Diagnostic and prognostic development of a mechanistic model for multiphase flow in oil-gas pipelines

Abstract

A mechanistic model has been applied to predict corrosion rate in multiphase (water–oil-gas) flow regimes. It is applied due to the inadequacies of existing models to adequately address a wide variety of corrosion-dependent parameters with special emphasis on multiphase flow parameters. This model considers water cut, volumetric phase fraction of oil and gas, temperature, pressure, and other data collected relating to the pipe age, sand particle deposit, CO2 partial pressure, flow velocity, pH, chloride contents, mass transfer coefficients, and hydrogen sulfide. The applied model results show well above 91 percent prediction accuracy, while the prediction error ranges between 0.022 and 0.045 percent. When predicted results compared actual value (experimental data) with DeWaard and Milliams’ model; used in the oil and gas industries, it showed good agreement.
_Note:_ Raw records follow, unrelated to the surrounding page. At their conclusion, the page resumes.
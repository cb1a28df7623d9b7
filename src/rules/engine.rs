//! The turn engine.
//!
//! `RulesEngine` is the seam between the session and the rules: it applies
//! one action to a `GameState` and reports whether the game is decided.
//! `DuelRules` is the lane duel's implementation. `TurnEngine` owns the
//! game in progress and the cross-game tally, and answers the tally
//! queries itself.
//!
//! ## Results
//!
//! `apply` returns `Some(record)` for queries, rule violations and lethal
//! hero attacks, and `None` for commands that succeed silently or do not
//! apply (empty cells, unknown commands).

use tracing::{debug, info, warn};

use crate::core::{Action, Coordinates, PlayerId, PlayerMap, RulesConfig};
use crate::error::RuleViolation;
use crate::rules::combat;
use crate::rules::output::{ActionOutput, CardView, HeroView, Payload, NO_CARD_AT_POSITION};
use crate::rules::powers;
use crate::rules::state::{GameSetup, GameState};
use crate::zones::lane_for;

/// Result of a decided game.
#[derive(Clone, Copy, Debug, PartialEq, Eq)]
pub enum GameResult {
    /// The player whose opponent's hero went down.
    Winner(PlayerId),
}

impl GameResult {
    /// Check if a player won.
    #[must_use]
    pub fn is_winner(&self, player: PlayerId) -> bool {
        match self {
            GameResult::Winner(p) => *p == player,
        }
    }
}

/// What a handler produces: a record, nothing, or a rejection.
pub type Handled = Result<Option<ActionOutput>, RuleViolation>;

/// Rules engine trait.
///
/// ## Implementation Notes
///
/// - `apply_action`: Must be deterministic; the same state and action
///   always produce the same result
/// - `apply_action`: A rejection must leave `state` untouched
/// - `is_terminal`: Return None while no hero is down
pub trait RulesEngine {
    /// Get the rules configuration.
    fn config(&self) -> &RulesConfig;

    /// Apply one action to the game state.
    fn apply_action(&self, state: &mut GameState, action: &Action) -> Handled;

    /// Check if the game is decided.
    fn is_terminal(&self, state: &GameState) -> Option<GameResult>;
}

/// The lane duel rules.
#[derive(Clone, Debug, Default)]
pub struct DuelRules {
    config: RulesConfig,
}

impl DuelRules {
    #[must_use]
    pub fn new(config: RulesConfig) -> Self {
        Self { config }
    }

    /// `placeCard`: move a hand card onto its lane.
    fn place_card(state: &mut GameState, hand_idx: i32) -> Result<(), RuleViolation> {
        let current = state.active;
        let index = usize::try_from(hand_idx).map_err(|_| RuleViolation::CardNotInHand)?;
        let player = &mut state.players[current];
        let card = player.hand.get(index).ok_or(RuleViolation::CardNotInHand)?;
        if !player.can_afford(card.mana()) {
            return Err(RuleViolation::NotEnoughManaForCard);
        }
        let role = card.kind().lane_role().ok_or(RuleViolation::NoLaneForCard)?;
        let row = lane_for(role, current);

        let card = player.hand.remove(index).ok_or(RuleViolation::CardNotInHand)?;
        let cost = card.mana();
        match state.board.place(row, card) {
            Ok(slot) => {
                player.mana -= cost;
                debug!(player = %current, row, slot, cost, "card placed");
                Ok(())
            }
            Err(card) => {
                player.hand.insert(index, card);
                Err(RuleViolation::LaneFull)
            }
        }
    }

    /// Queries that only read the game state.
    fn query(state: &GameState, action: &Action) -> Option<ActionOutput> {
        let record = ActionOutput::query(action);
        let record = match *action {
            Action::GetPlayerDeck { player_idx } => {
                let deck = &state.players[PlayerId::from_query(player_idx)].deck;
                record
                    .with_player(player_idx)
                    .with_output(Payload::cards(deck.iter()))
            }
            Action::GetCardsInHand { player_idx } => {
                let hand = &state.players[PlayerId::from_query(player_idx)].hand;
                record
                    .with_player(player_idx)
                    .with_output(Payload::cards(hand.iter()))
            }
            Action::GetPlayerHero { player_idx } => {
                let hero = &state.players[PlayerId::from_query(player_idx)].hero;
                record
                    .with_player(player_idx)
                    .with_output(Payload::Hero(HeroView::from(hero)))
            }
            Action::GetPlayerMana { player_idx } => {
                let mana = state.players[PlayerId::from_query(player_idx)].mana;
                record
                    .with_player(player_idx)
                    .with_output(Payload::Number(i64::from(mana)))
            }
            Action::GetPlayerTurn => {
                record.with_output(Payload::Number(i64::from(state.active.index())))
            }
            Action::GetCardsOnTable => {
                let table = state
                    .board
                    .lanes()
                    .map(|lane| lane.iter().map(CardView::from).collect())
                    .collect();
                record.with_output(Payload::Table(table))
            }
            Action::GetCardAtPosition { x, y } => {
                let at = Coordinates::new(x, y);
                let output = match state.board.get(at) {
                    Some(minion) => Payload::Card(CardView::from(minion)),
                    None => Payload::Message(NO_CARD_AT_POSITION),
                };
                record.with_position(at).with_output(output)
            }
            Action::GetFrozenCardsOnTable => {
                record.with_output(Payload::cards(state.board.frozen()))
            }
            _ => return None,
        };
        Some(record)
    }
}

impl RulesEngine for DuelRules {
    fn config(&self) -> &RulesConfig {
        &self.config
    }

    fn apply_action(&self, state: &mut GameState, action: &Action) -> Handled {
        match *action {
            Action::PlaceCard { hand_idx } => Self::place_card(state, hand_idx).map(|()| None),
            Action::EndPlayerTurn => {
                state.end_turn();
                Ok(None)
            }
            Action::CardUsesAttack {
                card_attacker,
                card_attacked,
            } => combat::card_attack(state, card_attacker, card_attacked).map(|()| None),
            Action::CardUsesAbility {
                card_attacker,
                card_attacked,
            } => combat::card_ability(state, card_attacker, card_attacked).map(|()| None),
            Action::UseAttackHero { card_attacker } => {
                let decided = combat::attack_hero(state, card_attacker)?;
                Ok(decided.map(|GameResult::Winner(winner)| ActionOutput::game_ended(winner)))
            }
            Action::UseHeroAbility { affected_row } => {
                powers::use_hero_power(state, affected_row).map(|()| None)
            }
            _ => Ok(Self::query(state, action)),
        }
    }

    fn is_terminal(&self, state: &GameState) -> Option<GameResult> {
        state.outcome()
    }
}

/// Games played and won across one session.
#[derive(Clone, Debug, Default, PartialEq, Eq)]
pub struct Tally {
    /// Games started, including the one in progress.
    pub games_played: u32,
    /// Wins per player.
    pub wins: PlayerMap<u32>,
}

/// Drives games one after another and keeps the session tally.
///
/// ## Example
///
/// ```
/// use lane_duel::cards::CardDefinition;
/// use lane_duel::core::{Action, PlayerId, PlayerMap, RulesConfig};
/// use lane_duel::rules::{GameSetup, TurnEngine};
///
/// let mut engine = TurnEngine::new(RulesConfig::default());
/// engine.start_game(GameSetup {
///     decks: PlayerMap::new(|_| vec![CardDefinition::minion("Sentinel", 0, 1, 1)]),
///     heroes: PlayerMap::with_value(CardDefinition::hero("Lord Royce", 1)),
///     seed: 0,
///     starting_player: PlayerId::ONE,
/// });
///
/// assert!(engine.apply(&Action::PlaceCard { hand_idx: 0 }).is_none());
/// let turn = engine.apply(&Action::GetPlayerTurn).unwrap();
/// assert_eq!(serde_json::to_string(&turn).unwrap(), r#"{"command":"getPlayerTurn","output":1}"#);
/// ```
#[derive(Clone, Debug)]
pub struct TurnEngine<R = DuelRules> {
    rules: R,
    tally: Tally,
    game: Option<GameState>,
}

impl TurnEngine<DuelRules> {
    /// Create an engine for the lane duel rules.
    #[must_use]
    pub fn new(config: RulesConfig) -> Self {
        Self::with_rules(DuelRules::new(config))
    }
}

impl<R: RulesEngine> TurnEngine<R> {
    /// Create an engine over any rules implementation.
    #[must_use]
    pub fn with_rules(rules: R) -> Self {
        Self {
            rules,
            tally: Tally::default(),
            game: None,
        }
    }

    #[must_use]
    pub fn rules(&self) -> &R {
        &self.rules
    }

    #[must_use]
    pub fn tally(&self) -> &Tally {
        &self.tally
    }

    /// The game in progress, if any.
    #[must_use]
    pub fn game(&self) -> Option<&GameState> {
        self.game.as_ref()
    }

    pub fn game_mut(&mut self) -> Option<&mut GameState> {
        self.game.as_mut()
    }

    /// Replace the current game with a freshly dealt one. The tally
    /// carries over.
    pub fn start_game(&mut self, setup: GameSetup) {
        self.tally.games_played += 1;
        info!(
            game = self.tally.games_played,
            seed = setup.seed,
            starting = %setup.starting_player,
            "game started"
        );
        self.game = Some(GameState::new(self.rules.config(), setup));
    }

    /// Close the game in progress, returning its final state.
    pub fn finish_game(&mut self) -> Option<GameState> {
        let finished = self.game.take();
        if let Some(state) = &finished {
            info!(
                rounds = state.round,
                result = ?self.rules.is_terminal(state),
                wins_one = self.tally.wins[PlayerId::ONE],
                wins_two = self.tally.wins[PlayerId::TWO],
                "game finished"
            );
        }
        finished
    }

    /// Apply one action, returning its result record if it has one.
    ///
    /// Decided games keep accepting actions; every lethal hero attack is
    /// reported and counted.
    pub fn apply(&mut self, action: &Action) -> Option<ActionOutput> {
        match *action {
            Action::GetPlayerOneWins => {
                let wins = self.tally.wins[PlayerId::ONE];
                return Some(ActionOutput::query(action).with_output(Payload::Number(i64::from(wins))));
            }
            Action::GetPlayerTwoWins => {
                let wins = self.tally.wins[PlayerId::TWO];
                return Some(ActionOutput::query(action).with_output(Payload::Number(i64::from(wins))));
            }
            Action::GetTotalGamesPlayed => {
                let games = self.tally.games_played;
                return Some(ActionOutput::query(action).with_output(Payload::Number(i64::from(games))));
            }
            Action::Unknown => {
                debug!("ignoring unknown command");
                return None;
            }
            _ => {}
        }

        let Some(state) = self.game.as_mut() else {
            warn!(command = action.command(), "no game in progress");
            return None;
        };

        match self.rules.apply_action(state, action) {
            Ok(Some(record)) => {
                if record.game_ended.is_some() {
                    if let Some(GameResult::Winner(winner)) = self.rules.is_terminal(state) {
                        self.tally.wins[winner] += 1;
                        info!(winner = %winner, "hero killed");
                    }
                }
                Some(record)
            }
            Ok(None) => {
                debug!(command = action.command(), "applied");
                None
            }
            Err(violation) => {
                debug!(command = action.command(), %violation, "rejected");
                Some(ActionOutput::rejected(action, violation))
            }
        }
    }
}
It is seen that the resulting model produced an R2 value of 0.91 in comparison to 0.53, the value for Dewaard and Milliams’. It is obvious from the numerical simulation that the multiphase flow parameters have major effects on the entire rate of corrosion of oil and gas multiphase flow pipelines. Finally, this research concluded by showing the developed model performance, and a comparison was made with numerical results. It is expected that the outcome of this research will be of significant help in strengthening the application of mechanistic models for predicting corrosion rates. This model will be useful for oil and gas industries worldwide for accurate corrosion rate prediction.